Culpabiliser, c’est prendre conscience de ses privilèges, c’est se mettre l’espace d’un instant dans la peau de l’autre, c’est donc reconnaître à l’autre sa qualité d’être humain. Culpabiliser les riches, c’est aussi les pousser à prendre leurs responsabilités. En plus, Philippe Aghion nous parle de ça alors qu’on l’interrogeait sur la disparition de l’ISF. Ça veut dire quoi ? Que taxer les riches pour qu’ils contribuent directement à la société, c’est les culpabiliser ? On nage en plein délire. Vous avez fumé du crack au Collège de France ou quoi  ?

À les écouter, les riches, c'est toujours Bill Gates

Et en prime, pendant ce temps, on ne se prive pas pour culpabiliser les pauvres qui, s’ils étaient vraiment pauvres et malheureux accepteraient n’importe quel travail, payé n’importe quelle somme. Alors, ok, je n’ai aucun diplôme d’économie. Mais l’argument du «il faut arrêter de culpabiliser les riches», ce n’est pas, ça n’a jamais été et ça ne sera jamais un argument économique. Ça s’appelle de la psychologie de comptoir (et ça, je connais bien).

En plus, dans ce discours, vous noterez que les riches, c’est toujours Bill Gates. Je vous assure. Un millionnaire, c’est quelqu’un qui a inventé un truc qui a été utile à l’ensemble de la communauté. Ce matin-là, Philippe Aghion n’a pas donné l’exemple de Bill Gates mais du mec qui a inventé Skype, «un Scandinave». (En vrai, Wikipédia m’informe que ce sont deux Estoniens.) Et il a martelé à plusieurs reprises:

«Je crois que quelqu’un qui fait une innovation qui marche très bien, il la vend, il doit être récompensé.»

Est-ce qu’on peut être professeur au Collège de France et présenter le riche typique –on parle au minimum de millionnaires hein– comme un inventeur ? Sérieusement ?

Et après «il faut arrêter de culpabiliser les riches», «parce que les riches sont des gens de mérite qui ont inventé un truc fabuleux», on atteint le point «en supprimant l’ISF sur les actions, les riches vont investir dans l’innovation et créer des emplois». Tout naturellement.

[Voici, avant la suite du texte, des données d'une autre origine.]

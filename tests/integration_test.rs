// tests/integration_test.rs
use std::process::Command;

fn git_release() -> Command {
    Command::new(env!("CARGO_BIN_EXE_git-release"))
}

#[test]
fn test_git_release_help() {
    let output = git_release()
        .arg("--help")
        .output()
        .expect("Failed to execute command");

    assert!(output.status.success());
    let stdout = String::from_utf8(output.stdout).unwrap();
    assert!(stdout.contains("git-release"));
    assert!(stdout.contains("backmerge"));
}

#[test]
fn test_git_release_version() {
    let output = git_release()
        .arg("--version")
        .output()
        .expect("Failed to execute command");

    assert!(output.status.success());
    let stdout = String::from_utf8(output.stdout).unwrap();
    assert!(stdout.contains(env!("CARGO_PKG_VERSION")));
}

#[test]
fn test_missing_version_argument() {
    let output = git_release().output().expect("Failed to execute command");
    assert!(!output.status.success());
}

#[test]
fn test_invalid_version_fails_before_opening_repository() {
    // Not a repository: a malformed version must be reported first
    let dir = tempfile::TempDir::new().unwrap();
    for bad in ["1.2.3", "v1.2", "v01.2.3", "v1.2.3-rc.1"] {
        let output = git_release()
            .arg(bad)
            .current_dir(dir.path())
            .output()
            .expect("Failed to execute command");

        assert_eq!(output.status.code(), Some(1), "version {}", bad);
        let stderr = String::from_utf8(output.stderr).unwrap();
        assert!(stderr.contains("Invalid version"), "stderr: {}", stderr);
    }
}

#[test]
fn test_valid_version_outside_repository() {
    let dir = tempfile::TempDir::new().unwrap();
    let output = git_release()
        .arg("v1.2.3")
        .current_dir(dir.path())
        .output()
        .expect("Failed to execute command");

    assert_eq!(output.status.code(), Some(1));
    let stderr = String::from_utf8(output.stderr).unwrap();
    assert!(stderr.contains("ERROR"));
}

Comme ça. Parce qu’ils sont gentils et que le système fonctionne à la perfection. D’ailleurs, prendre des actions chez Nestlé c'est égal à investir dans l’innovation. (C’était l’exemple donné par un auditeur.)

Il a vu monsieur Aghion la hausse des dividendes des actionnaires ces dernières années ? Si on fait une déduction fiscale spécifiquement sur l’argent investi dans une jeune entreprise, ou une entreprise qui fait du développement, ok, mais si c’est une suppression totale sur toutes les actions, j’ai du mal à croire que ça marche. Ça me rappelle Pierre Gattaz et sa promesse du million d’emplois.

Il croit aux Bisounours, lui ?

Philippe Aghion postule le non-égoïsme des agents économiques. Quand Nicolas Demorand lui demande s’il y a des études qui prouvent ça, qu’alléger la fiscalité des plus riches entraîne une relance, il dit que oui, sûrement, il ne sait pas, il n’a pas ça sous la main. Or, je vous conseille sur le sujet cet article assez clair Favoriser les riches est-ce bon pour les pauvres (sur le site de France Culture, qui diffuse les leçons du Collège de France) qui le contredit. En fait, c’est comme pour les APL. Quand Macron demande aux propriétaires de prendre leurs responsabilités, d’être solidaires et de baisser les loyers de cinq euros. C’est la même logique.

Philippe Aghion insiste sur un autre élément. La société au mérite, ça fonctionne s’il y a davantage d’égalité des chances. En France, à l’heure actuelle, ce n’est pas le cas. En fonction de son milieu social, de sa couleur de peau, de son genre, etc., on n’a pas les mêmes chances. Il explique donc qu’il va falloir investir en priorité dans l’éducation pour ça. Là, je ne comprends pas.

Comment on va investir massivement alors qu’en même temps, l’État perd 4 milliards de recettes fiscales avec la suppression de l’ISF? (L’ISF rapportait entre 4 et 5 milliards, l’IFI rapportera 850 millions d’après Les Echos… ) Est-ce qu’il ne fallait pas faire les choses dans l’autre sens? Enfin bon, on verra avec la suite des réformes n’est-ce pas. La formation professionnelle, l’assurance chômage et tutti quanti. En attendant, arrêtez au moins d’essayer de nous culpabiliser de culpabiliser les riches parce que ça ressemble à du foutage de gueule.